Repositioning of Old Drugs for Novel Cancer Therapies: Continuous Therapeutic Perfusion of Aspirin and Oseltamivir Phosphate with Gemcitabine Treatment Disables Tumor Progression, Chemoresistance, and Metastases

SIMPLE SUMMARY: Repositioning old drugs in combination with clinical standard chemotherapeutics opens a promising clinical treatment approach for patients with pancreatic cancer. This report presents a therapeutic repositioning of continuous perfusion of aspirin and oseltamivir phosphate in combination with gemcitabine treatment as an effective treatment option for pancreatic cancer. The data suggest that repositioning these drugs with continuous perfusion with gemcitabine disables chemoresistance, tumor progression, EMT program, cancer stem cells, and metastases in a preclinical mouse model of human pancreatic cancer. These promising results warrant additional investigation to assess the potential of translating into the clinical setting to improve the cancer patient prognosis for an otherwise fatal disease. ABSTRACT: Metastatic pancreatic cancer has an invariably fatal outcome, with an estimated median progression-free survival of approximately six months employing our best combination chemotherapeutic regimens. Once drug resistance develops, manifested by increased primary tumor size and new and growing metastases, patients often die rapidly from their disease. Emerging evidence indicates that chemotherapy may contribute to the development of drug resistance through the upregulation of epithelial–mesenchymal transition (EMT) pathways and subsequent cancer stem cell (CSC) enrichment. Neuraminidase-1 (Neu-1) regulates the activation of several receptor tyrosine kinases implicated in EMT induction, angiogenesis, and cellular proliferation.

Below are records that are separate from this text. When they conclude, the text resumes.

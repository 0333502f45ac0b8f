/// Data layer: array types, file I/O and the tabular reshaping.
///
/// Architecture:
/// ```text
///  .png image      .png / .csv annotation
///        │                 │
///        ▼                 ▼
///   ┌──────────┐
///   │  loader   │  decode → Image / Annotation
///   └──────────┘
///        │
///        ▼
///   ┌──────────┐
///   │  tabular  │  FeatureStack + Annotation → TabularData (X, y)
///   └──────────┘
///        │
///        ▼
///   ┌──────────┐
///   │  loader   │  TabularData → .csv for a tabular classifier
///   └──────────┘
/// ```

pub mod loader;
pub mod model;
pub mod tabular;

pub use model::{Annotation, FeatureStack, Image, MaskStack, TabularData};
pub use tabular::format_data;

Here, continuous therapeutic targeting of Neu-1 using parenteral perfusion of oseltamivir phosphate (OP) and aspirin (ASA) with gemcitabine (GEM) treatment significantly disrupts tumor progression, critical compensatory signaling mechanisms, EMT program, CSC, and metastases in a preclinical mouse model of human pancreatic cancer. ASA- and OP-treated xenotumors significantly inhibited the metastatic potential when transferred into animals.